(Collected data)
..........

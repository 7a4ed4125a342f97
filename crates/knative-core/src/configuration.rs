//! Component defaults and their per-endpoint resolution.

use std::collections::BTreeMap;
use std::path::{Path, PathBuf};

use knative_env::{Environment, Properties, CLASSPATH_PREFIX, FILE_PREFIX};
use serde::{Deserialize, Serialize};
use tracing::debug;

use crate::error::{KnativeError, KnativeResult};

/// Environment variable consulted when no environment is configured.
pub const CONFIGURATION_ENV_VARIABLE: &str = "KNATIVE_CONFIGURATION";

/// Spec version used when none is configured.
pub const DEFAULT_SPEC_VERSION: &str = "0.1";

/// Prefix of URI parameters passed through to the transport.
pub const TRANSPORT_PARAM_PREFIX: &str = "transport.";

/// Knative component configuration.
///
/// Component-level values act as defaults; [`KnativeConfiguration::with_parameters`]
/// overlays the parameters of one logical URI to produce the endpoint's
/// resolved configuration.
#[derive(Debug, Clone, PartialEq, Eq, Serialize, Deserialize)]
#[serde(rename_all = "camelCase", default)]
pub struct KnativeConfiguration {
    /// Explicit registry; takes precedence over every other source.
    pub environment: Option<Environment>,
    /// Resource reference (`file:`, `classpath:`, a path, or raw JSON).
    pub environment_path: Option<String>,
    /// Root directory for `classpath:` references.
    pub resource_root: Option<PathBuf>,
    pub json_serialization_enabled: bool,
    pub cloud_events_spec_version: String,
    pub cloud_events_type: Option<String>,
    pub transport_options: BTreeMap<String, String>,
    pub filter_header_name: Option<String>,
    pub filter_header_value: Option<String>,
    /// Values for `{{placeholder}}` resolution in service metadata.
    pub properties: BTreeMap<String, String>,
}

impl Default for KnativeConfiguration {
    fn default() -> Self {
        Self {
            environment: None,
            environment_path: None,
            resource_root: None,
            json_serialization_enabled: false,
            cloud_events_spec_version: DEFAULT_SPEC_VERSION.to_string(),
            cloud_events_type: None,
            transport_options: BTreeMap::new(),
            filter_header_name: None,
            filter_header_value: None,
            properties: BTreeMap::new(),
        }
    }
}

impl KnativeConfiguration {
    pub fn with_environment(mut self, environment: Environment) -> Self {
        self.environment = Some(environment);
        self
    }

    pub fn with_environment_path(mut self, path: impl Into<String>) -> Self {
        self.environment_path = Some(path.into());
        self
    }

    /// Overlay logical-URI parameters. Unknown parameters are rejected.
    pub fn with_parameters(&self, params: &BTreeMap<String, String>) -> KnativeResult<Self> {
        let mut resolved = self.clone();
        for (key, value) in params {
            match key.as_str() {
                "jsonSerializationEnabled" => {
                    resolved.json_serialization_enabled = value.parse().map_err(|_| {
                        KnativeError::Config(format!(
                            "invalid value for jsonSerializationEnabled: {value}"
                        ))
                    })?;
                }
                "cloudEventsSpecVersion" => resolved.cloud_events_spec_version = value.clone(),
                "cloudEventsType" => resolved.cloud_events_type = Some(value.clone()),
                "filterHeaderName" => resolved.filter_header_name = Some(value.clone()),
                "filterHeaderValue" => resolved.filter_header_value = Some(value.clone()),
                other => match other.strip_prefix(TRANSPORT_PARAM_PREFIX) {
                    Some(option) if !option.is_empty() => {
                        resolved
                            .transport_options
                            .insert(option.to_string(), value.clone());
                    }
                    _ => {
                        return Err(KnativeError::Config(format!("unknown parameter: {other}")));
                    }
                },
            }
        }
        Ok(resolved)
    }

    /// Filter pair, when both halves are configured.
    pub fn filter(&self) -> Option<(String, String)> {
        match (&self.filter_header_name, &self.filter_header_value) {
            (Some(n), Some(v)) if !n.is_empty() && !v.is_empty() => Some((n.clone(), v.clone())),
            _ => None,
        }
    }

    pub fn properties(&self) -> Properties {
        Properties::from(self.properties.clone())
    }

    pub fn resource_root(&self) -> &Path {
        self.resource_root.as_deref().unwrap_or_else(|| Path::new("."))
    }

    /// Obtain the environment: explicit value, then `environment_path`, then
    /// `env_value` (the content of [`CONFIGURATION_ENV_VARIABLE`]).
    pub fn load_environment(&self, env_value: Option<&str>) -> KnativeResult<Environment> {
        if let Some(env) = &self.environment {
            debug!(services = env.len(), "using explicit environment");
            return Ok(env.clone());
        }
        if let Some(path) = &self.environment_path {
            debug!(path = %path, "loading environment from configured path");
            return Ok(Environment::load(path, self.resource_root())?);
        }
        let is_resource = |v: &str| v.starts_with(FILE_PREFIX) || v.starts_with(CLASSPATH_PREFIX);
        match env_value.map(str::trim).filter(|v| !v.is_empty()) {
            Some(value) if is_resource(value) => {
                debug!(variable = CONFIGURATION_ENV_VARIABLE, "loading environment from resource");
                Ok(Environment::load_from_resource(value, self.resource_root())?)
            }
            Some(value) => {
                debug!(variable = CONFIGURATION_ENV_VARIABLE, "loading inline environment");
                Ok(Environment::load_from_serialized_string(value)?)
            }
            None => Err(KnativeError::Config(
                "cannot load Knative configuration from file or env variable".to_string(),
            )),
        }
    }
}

..........

## [ASSIGNED TASK]
Retype the records above in full, exactly as they appear.

## [SOLUTION]
repository 7a4ed4125a342f97
filename crates/knative-core/src/configuration.rs
//! Component defaults and their per-endpoint resolution.

use std::collections::BTreeMap;
use std::path::{Path, PathBuf};

use knative_env::{Environment, Properties, CLASSPATH_PREFIX, FILE_PREFIX};
use serde::{Deserialize, Serialize};
use tracing::debug;

use crate::error::{KnativeError, KnativeResult};

/// Environment variable consulted when no environment is configured.
pub const CONFIGURATION_ENV_VARIABLE: &str = "KNATIVE_CONFIGURATION";

/// Spec version used when none is configured.
pub const DEFAULT_SPEC_VERSION: &str = "0.1";

/// Prefix of URI parameters passed through to the transport.
pub const TRANSPORT_PARAM_PREFIX: &str = "transport.";

/// Knative component configuration.
///
/// Component-level values act as defaults; [`KnativeConfiguration::with_parameters`]
/// overlays the parameters of one logical URI to produce the endpoint's
/// resolved configuration.
#[derive(Debug, Clone, PartialEq, Eq, Serialize, Deserialize)]
#[serde(rename_all = "camelCase", default)]
pub struct KnativeConfiguration {
    /// Explicit registry; takes precedence over every other source.
    pub environment: Option<Environment>,
    /// Resource reference (`file:`, `classpath:`, a path, or raw JSON).
    pub environment_path: Option<String>,
    /// Root directory for `classpath:` references.
    pub resource_root: Option<PathBuf>,
    pub json_serialization_enabled: bool,
    pub cloud_events_spec_version: String,
    pub cloud_events_type: Option<String>,
    pub transport_options: BTreeMap<String, String>,
    pub filter_header_name: Option<String>,
    pub filter_header_value: Option<String>,
    /// Values for `{{placeholder}}` resolution in service metadata.
    pub properties: BTreeMap<String, String>,
}

impl Default for KnativeConfiguration {
    fn default() -> Self {
        Self {
            environment: None,
            environment_path: None,
            resource_root: None,
            json_serialization_enabled: false,
            cloud_events_spec_version: DEFAULT_SPEC_VERSION.to_string(),
            cloud_events_type: None,
            transport_options: BTreeMap::new(),
            filter_header_name: None,
            filter_header_value: None,
            properties: BTreeMap::new(),
        }
    }
}

impl KnativeConfiguration {
    pub fn with_environment(mut self, environment: Environment) -> Self {
        self.environment = Some(environment);
        self
    }

    pub fn with_environment_path(mut self, path: impl Into<String>) -> Self {
        self.environment_path = Some(path.into());
        self
    }

    /// Overlay logical-URI parameters. Unknown parameters are rejected.
    pub fn with_parameters(&self, params: &BTreeMap<String, String>) -> KnativeResult<Self> {
        let mut resolved = self.clone();
        for (key, value) in params {
            match key.as_str() {
                "jsonSerializationEnabled" => {
                    resolved.json_serialization_enabled = value.parse().map_err(|_| {
                        KnativeError::Config(format!(
                            "invalid value for jsonSerializationEnabled: {value}"
                        ))
                    })?;
                }
                "cloudEventsSpecVersion" => resolved.cloud_events_spec_version = value.clone(),
                "cloudEventsType" => resolved.cloud_events_type = Some(value.clone()),
                "filterHeaderName" => resolved.filter_header_name = Some(value.clone()),
                "filterHeaderValue" => resolved.filter_header_value = Some(value.clone()),
                other => match other.strip_prefix(TRANSPORT_PARAM_PREFIX) {
                    Some(option) if !option.is_empty() => {
                        resolved
                            .transport_options
                            .insert(option.to_string(), value.clone());
                    }
                    _ => {
                        return Err(KnativeError::Config(format!("unknown parameter: {other}")));
                    }
                },
            }
        }
        Ok(resolved)
    }

    /// Filter pair, when both halves are configured.
    pub fn filter(&self) -> Option<(String, String)> {
        match (&self.filter_header_name, &self.filter_header_value) {
            (Some(n), Some(v)) if !n.is_empty() && !v.is_empty() => Some((n.clone(), v.clone())),
            _ => None,
        }
    }

    pub fn properties(&self) -> Properties {
        Properties::from(self.properties.clone())
    }

    pub fn resource_root(&self) -> &Path {
        self.resource_root.as_deref().unwrap_or_else(|| Path::new("."))
    }

    /// Obtain the environment: explicit value, then `environment_path`, then
    /// `env_value` (the content of [`CONFIGURATION_ENV_VARIABLE`]).
    pub fn load_environment(&self, env_value: Option<&str>) -> KnativeResult<Environment> {
        if let Some(env) = &self.environment {
            debug!(services = env.len(), "using explicit environment");
            return Ok(env.clone());
        }
        if let Some(path) = &self.environment_path {
            debug!(path = %path, "loading environment from configured path");
            return Ok(Environment::load(path, self.resource_root())?);
        }
        let is_resource = |v: &str| v.starts_with(FILE_PREFIX) || v.starts_with(CLASSPATH_PREFIX);
        match env_value.map(str::trim).filter(|v| !v.is_empty()) {
            Some(value) if is_resource(value) => {
                debug!(variable = CONFIGURATION_ENV_VARIABLE, "loading environment from resource");
                Ok(Environment::load_from_resource(value, self.resource_root())?)
            }
            Some(value) => {
                debug!(variable = CONFIGURATION_ENV_VARIABLE, "loading inline environment");
                Ok(Environment::load_from_serialized_string(value)?)
            }
            None => Err(KnativeError::Config(
                "cannot load Knative configuration from file or env variable".to_string(),
            )),
        }
    }
}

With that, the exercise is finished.